Contingency Analysis (Part 2)

• Lab #5 is due on Monday at 11:59 pm!
• HW #5 is due on Monday at 11:59 pm!
• Exam #2 is next Friday!
  • Chapters 5-8 (Whitlock & Schluter)
  • Chapter 2 (Ruxton & Colegrave)
• HW 1 & 2
• See you on Slack!

Our data in this chapter consists of two categorical variables.

We are interested in:

• Estimating association in 2 x 2 tables (i.e. special case of two categoricals with only 2 levels each)
• Testing if there is an association (or dependence) between two categorical variables [\( \chi^2 \! \) contingency test]

Estimation of association for 2 x 2 contingency tables: odds ratios and relative risks

What about hypothesis testing?

• \( H_{0} \): There is no association between two categorical variables
• \( H_{A} \): There is an association between two categorical variables

Remember: Hypothesis tests will give you a yes/no answer, but will NOT give you the magnitude of the effect if there is one (hence, always use confidence intervals as well, if possible)

\( \chi^2 \) contingency test

Example 9.4

Many parasites have more than one species of host, so the individual parasite must get from one host to another to complete its life cycle.

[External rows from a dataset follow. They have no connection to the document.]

// thread_pool - a work-stealing thread pool
// Core library module

pub mod config;
pub mod deque;
pub mod error;
pub mod pool;
pub mod queue;
pub mod ring;
pub mod signal;
mod task;
mod worker;

pub use config::PoolBuilder;
pub use deque::{Backoff, DequeStats, Steal, WorkStealingDeque};
pub use error::{PoolError, Result};
pub use pool::ThreadPool;
pub use task::TaskHandle;
pub use worker::PoolStats;

/// Hardware parallelism, falling back to 1 if it can't be determined.
/// Used as the default worker count for [`PoolBuilder`].
pub fn default_parallelism() -> usize {
    num_cpus::get().max(1)
}
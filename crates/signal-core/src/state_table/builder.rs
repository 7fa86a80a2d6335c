//! Builder for assembling the state table.

use super::types::{EventKind, StateKey, StateTable, Transition};
use crate::types::{CallStatus, Role};

pub struct StateTableBuilder {
    table: StateTable,
}

impl StateTableBuilder {
    pub fn new() -> Self {
        Self {
            table: StateTable::new(),
        }
    }

    pub fn add_transition(
        &mut self,
        role: Role,
        status: CallStatus,
        event: EventKind,
        transition: Transition,
    ) -> &mut Self {
        self.table
            .insert(StateKey { role, status, event }, transition);
        self
    }

    /// Add the same transition for both caller and callee.
    pub fn add_for_both(
        &mut self,
        status: CallStatus,
        event: EventKind,
        transition: Transition,
    ) -> &mut Self {
        for role in [Role::Caller, Role::Callee] {
            self.table.insert(
                StateKey { role, status, event },
                transition.clone(),
            );
        }
        self
    }

    pub fn build(self) -> StateTable {
        self.table
    }
}
//! Core data model: identifiers, call sessions, and signal envelopes.

use chrono::{DateTime, Utc};
use serde::{Deserialize, Serialize};

/// User identifier as supplied by the authentication boundary.
#[derive(Debug, Clone, Hash, Eq, PartialEq, Ord, PartialOrd, Serialize, Deserialize)]
pub struct UserId(pub String);

impl UserId {
    pub fn new(id: impl Into<String>) -> Self {
        Self(id.into())
    }

    pub fn as_str(&self) -> &str {
        &self.0
    }
}

impl std::fmt::Display for UserId {
    fn fmt(&self, f: &mut std::fmt::Formatter<'_>) -> std::fmt::Result {
        write!(f, "{}", self.0)
    }
}

impl From<&str> for UserId {
    fn from(s: &str) -> Self {
        Self(s.to_string())
    }
}

/// Identifier of the conversation/context a call is scoped to.
#[derive(Debug, Clone, Hash, Eq, PartialEq, Serialize, Deserialize)]
pub struct ChannelId(pub String);

impl ChannelId {
    pub fn new(id: impl Into<String>) -> Self {
        Self(id.into())
    }
}

impl std::fmt::Display for ChannelId {
    fn fmt(&self, f: &mut std::fmt::Formatter<'_>) -> std::fmt::Result {
        write!(f, "{}", self.0)
    }
}

impl From<&str> for ChannelId {
    fn from(s: &str) -> Self {
        Self(s.to_string())
    }
}

/// Session ID type. Globally unique and immutable once created.
#[derive(Debug, Clone, Hash, Eq, PartialEq, Ord, PartialOrd, Serialize, Deserialize)]
pub struct SessionId(pub String);

impl SessionId {
    pub fn new() -> Self {
        Self(format!("call-{}", uuid::Uuid::new_v4()))
    }
}

impl std::fmt::Display for SessionId {
    fn fmt(&self, f: &mut std::fmt::Formatter<'_>) -> std::fmt::Result {
        write!(f, "{}", self.0)
    }
}

/// Media carried by a session. Upgradeable audio -> video, never back.
#[derive(Debug, Clone, Copy, Hash, Eq, PartialEq, Serialize, Deserialize)]
#[serde(rename_all = "lowercase")]
pub enum MediaKind {
    Audio,
    Video,
}

/// Lifecycle status of a call session.
///
/// Transitions are monotonic with respect to `rank()`: once a terminal
/// status is reached no further transitions are accepted.
#[derive(Debug, Clone, Copy, Hash, Eq, PartialEq, Serialize, Deserialize)]
#[serde(rename_all = "lowercase")]
pub enum CallStatus {
    Ringing,
    Accepted,
    Declined,
    Cancelled,
    Expired,
    Ended,
}

impl CallStatus {
    pub fn is_terminal(&self) -> bool {
        matches!(
            self,
            CallStatus::Declined | CallStatus::Cancelled | CallStatus::Expired | CallStatus::Ended
        )
    }

    /// Position in the partial order Ringing < {Accepted, Declined,
    /// Cancelled, Expired} < Ended.
    pub fn rank(&self) -> u8 {
        match self {
            CallStatus::Ringing => 0,
            CallStatus::Accepted
            | CallStatus::Declined
            | CallStatus::Cancelled
            | CallStatus::Expired => 1,
            CallStatus::Ended => 2,
        }
    }
}

impl std::fmt::Display for CallStatus {
    fn fmt(&self, f: &mut std::fmt::Formatter<'_>) -> std::fmt::Result {
        let s = match self {
            CallStatus::Ringing => "ringing",
            CallStatus::Accepted => "accepted",
            CallStatus::Declined => "declined",
            CallStatus::Cancelled => "cancelled",
            CallStatus::Expired => "expired",
            CallStatus::Ended => "ended",
        };
        write!(f, "{}", s)
    }
}

/// Why a session ended up CANCELLED. `GlareLoser` marks the losing side
/// of a simultaneous mutual call so UIs can explain the collision.
#[derive(Debug, Clone, Copy, Hash, Eq, PartialEq, Serialize, Deserialize)]
#[serde(rename_all = "snake_case")]
pub enum CancelReason {
    CallerCancelled,
    GlareLoser,
    PeerDisconnected,
}

/// Which side of the call a participant is on.
#[derive(Debug, Clone, Copy, Hash, Eq, PartialEq, Serialize, Deserialize)]
pub enum Role {
    Caller,
    Callee,
}

/// The central entity: one call from intent to termination.
///
/// Logically co-owned by caller and callee. Either side may observe and
/// terminate it; the state machine rejects illegal status regressions
/// regardless of which side proposes them.
#[derive(Debug, Clone, Serialize, Deserialize)]
pub struct CallSession {
    pub session_id: SessionId,
    pub caller: UserId,
    pub callee: UserId,
    pub channel: ChannelId,
    pub media_kind: MediaKind,
    pub status: CallStatus,
    pub created_at: DateTime<Utc>,
    pub cancel_reason: Option<CancelReason>,
}

impl CallSession {
    pub fn new(
        caller: UserId,
        callee: UserId,
        channel: ChannelId,
        media_kind: MediaKind,
    ) -> Self {
        Self {
            session_id: SessionId::new(),
            caller,
            callee,
            channel,
            media_kind,
            status: CallStatus::Ringing,
            created_at: Utc::now(),
            cancel_reason: None,
        }
    }

    pub fn role_of(&self, user: &UserId) -> Option<Role> {
        if *user == self.caller {
            Some(Role::Caller)
        } else if *user == self.callee {
            Some(Role::Callee)
        } else {
            None
        }
    }

    pub fn peer_of(&self, user: &UserId) -> Option<&UserId> {
        match self.role_of(user)? {
            Role::Caller => Some(&self.callee),
            Role::Callee => Some(&self.caller),
        }
    }

    /// True when `other` is the mirror of this session: same channel,
    /// same pair of users, opposite direction.
    pub fn is_mirror_of(&self, other: &CallSession) -> bool {
        self.channel == other.channel
            && self.caller == other.callee
            && self.callee == other.caller
    }
}

/// Kind discriminant for a [`Signal`], used for logging and dedup keys.
#[derive(Debug, Clone, Copy, Hash, Eq, PartialEq, Serialize, Deserialize)]
#[serde(rename_all = "snake_case")]
pub enum SignalKind {
    Offer,
    Answer,
    IceCandidate,
    Hangup,
    CallDeclined,
    CallNotification,
    StatusUpdate,
}

/// Kind-specific contents of a signal. Session descriptions and ICE
/// candidates are opaque payloads passed through unmodified.
#[derive(Debug, Clone, Serialize, Deserialize)]
#[serde(tag = "kind", rename_all = "snake_case")]
pub enum SignalBody {
    Offer { sdp: String, renegotiate: bool },
    Answer { sdp: String },
    IceCandidate { candidate: String },
    Hangup,
    CallDeclined,
    CallNotification { media_kind: MediaKind },
    StatusUpdate { status: CallStatus },
}

impl SignalBody {
    pub fn kind(&self) -> SignalKind {
        match self {
            SignalBody::Offer { .. } => SignalKind::Offer,
            SignalBody::Answer { .. } => SignalKind::Answer,
            SignalBody::IceCandidate { .. } => SignalKind::IceCandidate,
            SignalBody::Hangup => SignalKind::Hangup,
            SignalBody::CallDeclined => SignalKind::CallDeclined,
            SignalBody::CallNotification { .. } => SignalKind::CallNotification,
            SignalBody::StatusUpdate { .. } => SignalKind::StatusUpdate,
        }
    }
}

/// An envelope carried over the transport, routed from one user to another.
#[derive(Debug, Clone, Serialize, Deserialize)]
pub struct Signal {
    pub session_id: SessionId,
    pub from: UserId,
    pub to: UserId,
    pub channel: ChannelId,
    pub body: SignalBody,
}

impl Signal {
    pub fn new(
        session_id: SessionId,
        from: UserId,
        to: UserId,
        channel: ChannelId,
        body: SignalBody,
    ) -> Self {
        Self {
            session_id,
            from,
            to,
            channel,
            body,
        }
    }
}

#[cfg(test)]
mod tests {
    use super::*;

    #[test]
    fn status_rank_is_monotonic_over_lifecycle() {
        assert!(CallStatus::Ringing.rank() < CallStatus::Accepted.rank());
        assert!(CallStatus::Accepted.rank() < CallStatus::Ended.rank());
        assert_eq!(CallStatus::Declined.rank(), CallStatus::Expired.rank());
    }

    #[test]
    fn terminal_statuses() {
        assert!(!CallStatus::Ringing.is_terminal());
        assert!(!CallStatus::Accepted.is_terminal());
        for s in [
            CallStatus::Declined,
            CallStatus::Cancelled,
            CallStatus::Expired,
            CallStatus::Ended,
        ] {
            assert!(s.is_terminal());
        }
    }

    #[test]
    fn signal_body_wire_tags_are_snake_case() {
        let body = SignalBody::CallNotification {
            media_kind: MediaKind::Video,
        };
        let json = serde_json::to_value(&body).unwrap();
        assert_eq!(json["kind"], "call_notification");
        assert_eq!(json["media_kind"], "video");

        let parsed: SignalBody =
            serde_json::from_str(r#"{"kind":"status_update","status":"declined"}"#).unwrap();
        assert!(matches!(
            parsed,
            SignalBody::StatusUpdate {
                status: CallStatus::Declined
            }
        ));
    }

    #[test]
    fn mirror_sessions_detected() {
        let s1 = CallSession::new("a".into(), "b".into(), "ch".into(), MediaKind::Audio);
        let mut s2 = CallSession::new("b".into(), "a".into(), "ch".into(), MediaKind::Audio);
        assert!(s1.is_mirror_of(&s2));
        s2.channel = ChannelId::from("other");
        assert!(!s1.is_mirror_of(&s2));
    }
}
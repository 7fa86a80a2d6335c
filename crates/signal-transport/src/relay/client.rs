//! Relay client: a [`SignalTransport`] over the dedicated socket.

use super::protocol::{ClientEvent, ServerEvent};
use crate::adapter::{SignalStream, SignalTransport};
use crate::errors::{TransportError, TransportResult};
use async_trait::async_trait;
use ringline_signal_core::{ChannelId, SessionId, Signal, SignalBody, UserId};
use std::net::SocketAddr;
use std::sync::{Arc, Mutex};
use tokio::io::{AsyncBufReadExt, AsyncWriteExt, BufReader};
use tokio::net::TcpStream;
use tokio::sync::mpsc;
use tokio_stream::wrappers::UnboundedReceiverStream;
use tracing::{debug, warn};

/// Channel presence changes observed over the relay.
#[derive(Debug, Clone)]
pub enum PresenceEvent {
    Joined {
        user: UserId,
        participants: Vec<UserId>,
    },
    Left {
        user: UserId,
    },
}

/// A connected, authenticated relay client.
pub struct RelayClient {
    user: UserId,
    channel: ChannelId,
    outbound: mpsc::UnboundedSender<ClientEvent>,
    observers: Arc<Mutex<Vec<mpsc::UnboundedSender<Signal>>>>,
    presence_rx: Mutex<Option<mpsc::UnboundedReceiver<PresenceEvent>>>,
}

impl RelayClient {
    /// Connect and authenticate as `user` scoped to `channel`.
    pub async fn connect(
        addr: SocketAddr,
        user: UserId,
        channel: ChannelId,
    ) -> TransportResult<Self> {
        let stream = TcpStream::connect(addr).await?;
        let (read_half, mut write_half) = stream.into_split();

        let (outbound, mut outbound_rx) = mpsc::unbounded_channel::<ClientEvent>();
        tokio::spawn(async move {
            while let Some(event) = outbound_rx.recv().await {
                let Ok(mut line) = serde_json::to_string(&event) else {
                    continue;
                };
                line.push('\n');
                if write_half.write_all(line.as_bytes()).await.is_err() {
                    break;
                }
            }
        });

        outbound
            .send(ClientEvent::Authenticate {
                user_id: user.0.clone(),
                channel_id: channel.0.clone(),
            })
            .map_err(|_| TransportError::LinkDown("relay writer gone".into()))?;

        let observers: Arc<Mutex<Vec<mpsc::UnboundedSender<Signal>>>> =
            Arc::new(Mutex::new(Vec::new()));
        let (presence_tx, presence_rx) = mpsc::unbounded_channel();

        let reader_observers = observers.clone();
        let self_user = user.clone();
        let self_channel = channel.clone();
        tokio::spawn(async move {
            let mut lines = BufReader::new(read_half).lines();
            while let Ok(Some(line)) = lines.next_line().await {
                let event = match serde_json::from_str::<ServerEvent>(&line) {
                    Ok(event) => event,
                    Err(e) => {
                        debug!(error = %e, "unparseable relay server event");
                        continue;
                    }
                };
                dispatch_server_event(
                    event,
                    &self_user,
                    &self_channel,
                    &reader_observers,
                    &presence_tx,
                );
            }
            debug!(user = %self_user, "relay connection closed");
        });

        Ok(Self {
            user,
            channel,
            outbound,
            observers,
            presence_rx: Mutex::new(Some(presence_rx)),
        })
    }

    pub fn user(&self) -> &UserId {
        &self.user
    }

    /// Presence event stream. Takeable once.
    pub fn presence_events(&self) -> Option<mpsc::UnboundedReceiver<PresenceEvent>> {
        self.presence_rx.lock().expect("presence lock").take()
    }
}

fn dispatch_server_event(
    event: ServerEvent,
    me: &UserId,
    channel: &ChannelId,
    observers: &Arc<Mutex<Vec<mpsc::UnboundedSender<Signal>>>>,
    presence_tx: &mpsc::UnboundedSender<PresenceEvent>,
) {
    let signal = match event {
        ServerEvent::UserJoined {
            user_id,
            channel_participants,
        } => {
            let _ = presence_tx.send(PresenceEvent::Joined {
                user: UserId::new(user_id),
                participants: channel_participants.into_iter().map(UserId::new).collect(),
            });
            return;
        }
        ServerEvent::UserLeft { user_id } => {
            let _ = presence_tx.send(PresenceEvent::Left {
                user: UserId::new(user_id),
            });
            return;
        }
        ServerEvent::Error { message } => {
            warn!(user = %me, message = %message, "relay error event");
            return;
        }
        ServerEvent::Offer {
            from,
            call_id,
            sdp,
            renegotiate,
        } => Signal::new(
            SessionId(call_id),
            UserId::new(from),
            me.clone(),
            channel.clone(),
            SignalBody::Offer { sdp, renegotiate },
        ),
        ServerEvent::Answer { from, call_id, sdp } => Signal::new(
            SessionId(call_id),
            UserId::new(from),
            me.clone(),
            channel.clone(),
            SignalBody::Answer { sdp },
        ),
        ServerEvent::IceCandidate {
            from,
            call_id,
            candidate,
        } => Signal::new(
            SessionId(call_id),
            UserId::new(from),
            me.clone(),
            channel.clone(),
            SignalBody::IceCandidate { candidate },
        ),
        ServerEvent::Hangup { from, call_id } => Signal::new(
            SessionId(call_id),
            UserId::new(from),
            me.clone(),
            channel.clone(),
            SignalBody::Hangup,
        ),
        ServerEvent::CallDeclined { from, call_id } => Signal::new(
            SessionId(call_id),
            UserId::new(from),
            me.clone(),
            channel.clone(),
            SignalBody::CallDeclined,
        ),
        ServerEvent::CallNotification {
            from,
            call_id,
            channel_id,
            media_kind,
        } => Signal::new(
            SessionId(call_id),
            UserId::new(from),
            me.clone(),
            ChannelId::new(channel_id),
            SignalBody::CallNotification { media_kind },
        ),
        ServerEvent::StatusUpdate {
            from,
            call_id,
            status,
        } => Signal::new(
            SessionId(call_id),
            UserId::new(from),
            me.clone(),
            channel.clone(),
            SignalBody::StatusUpdate { status },
        ),
    };

    let mut observers = observers.lock().expect("observer lock");
    observers.retain(|tx| tx.send(signal.clone()).is_ok());
}

#[async_trait]
impl SignalTransport for RelayClient {
    async fn send(&self, to: &UserId, signal: Signal) -> TransportResult<()> {
        let target = to.0.clone();
        let call_id = signal.session_id.0.clone();
        let event = match signal.body {
            SignalBody::Offer { sdp, renegotiate } => ClientEvent::Offer {
                target_user_id: target,
                call_id,
                sdp,
                renegotiate,
            },
            SignalBody::Answer { sdp } => ClientEvent::Answer {
                target_user_id: target,
                call_id,
                sdp,
            },
            SignalBody::IceCandidate { candidate } => ClientEvent::IceCandidate {
                target_user_id: target,
                call_id,
                candidate,
            },
            SignalBody::Hangup => ClientEvent::Hangup {
                target_user_id: target,
                call_id,
            },
            SignalBody::CallDeclined => ClientEvent::CallDeclined {
                target_user_id: target,
                call_id,
            },
            SignalBody::CallNotification { media_kind } => ClientEvent::CallNotification {
                target_user_id: target,
                call_id,
                channel_id: signal.channel.0.clone(),
                media_kind,
            },
            SignalBody::StatusUpdate { status } => ClientEvent::StatusUpdate {
                target_user_id: target,
                call_id,
                status,
            },
        };

        // Success means queued to the writer task, nothing more.
        self.outbound
            .send(event)
            .map_err(|_| TransportError::LinkDown("relay connection closed".into()))
    }

    fn observe(&self, me: &UserId) -> SignalStream {
        if *me != self.user {
            warn!(me = %me, authenticated = %self.user, "observe for a different user than authenticated");
        }
        let (tx, rx) = mpsc::unbounded_channel();
        self.observers.lock().expect("observer lock").push(tx);
        Box::pin(UnboundedReceiverStream::new(rx))
    }
}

Trematodes of the species Euhaplorchis californiensis use three hosts during their life cycle.

https://youtu.be/f5UzztCns-Y

Example 9.4

Lafferty and Morris (1996) tested the hypothesis that infection influences risk of predation by birds. A large outdoor tank was stocked with three kinds of killfish: unparasitized, lightly infected, and heavily infected. This tank was left open to foraging by birds… The numbers of fish eaten according to their levels of parasitism is given as follows:

          Uninfected Lightly Highly Sum
Eaten              1      10     37  48
Not eaten         49      35      9  93
Sum               50      45     46 141

If we call our two categorical variable “fate” and “infection status”, then what we want to know is are these two variables independent.

How do we compute the frequency table we would expect if the variables were independent? If two variables are independent, we have

\[ \mathrm{Pr[A \ and \ B]} = \mathrm{Pr[A]}\times\mathrm{Pr[B]} \]

The observed table (in relative frequencies) is given by:

Assuming independence, the expected (relative frequencies) table should have:

Expected frequency table

Observed frequency table

The \( \chi^2 \) contingency test is just a special case of the \( \chi^2 \) goodness-of-fit test, so the test statistic is the same.

\[ \chi^2 = \sum_{i=1}^{r}\sum_{j=1}^{c} \frac{(Observed_{ij}-Expected_{ij})^2}{Expected_{ij}}, \]

where \( r \) and \( c \) are number of rows and columns, respectively. The number of degrees of freedom is given by

\[ \begin{align} df & = rc - 1 - (r-1) - (c - 1) \\ & = rc - r - c + 1 \\ & = (r-1)\times(c-1) \end{align} \]

Assumptions of the \( \chi^2 \) contingency test are the same as the \( \chi^2 \) goodness-of-fit test.

What do you do if the assumptions are violated?

• If table larger than 2 x 2, you can combine row and/or columns.
• If table is 2 x 2, you can use Fisher's exact test.
• You can use a permutation test (see Chapter 13).

Expected frequency table

Assumptions seem to be met, so let's use R.

First, let's see how the table was created in R:

(parTable <- matrix(c(1, 10, 37, 49, 35, 9), 
                    nrow = 2, 
                    byrow = TRUE, 
                    dimnames = list(c("Eaten", "Not eaten"), 
                                    c("Uninfected", "Lightly", "Highly"))))

          Uninfected Lightly Highly
Eaten              1      10     37
Not eaten         49      35      9

chisq.test(parTable, correct = FALSE)

Note: correct = FALSE means no Yates correction (see p. 251)

    Pearson's Chi-squared test

data:  parTable
X-squared = 69.756, df = 2, p-value = 7.124e-16

Conclusion?

Conclusion: Since \( p \)-value is less than 0.05 (actually less than 0.001), then we can reject the null hypothesis of independence.

Fisher’s exact test: (2 x 2 tables only) Examines the independence of two categorical variables, even with small expected values

\( G \)-test: (any table) Derived from principles of likelihood.

     Pro: Great with complicated experimental designs with multiple explanatory variables.
     Con: Can be less accurate for small sample sizes.

Situation: You've found a statistically significant association between two categorical variables using the \( \chi^2 \) contingency test.

Question: Where is the association? In other words, in which levels of the categories is the association present and how large is the association?

We need to estimate the magnitude of the association, which the \( P \)-value does not give us!

We can estimate odds ratios or relative risks for 2 \( \times \) 2 sub-tables within the contingency table by either subsetting or collapsing.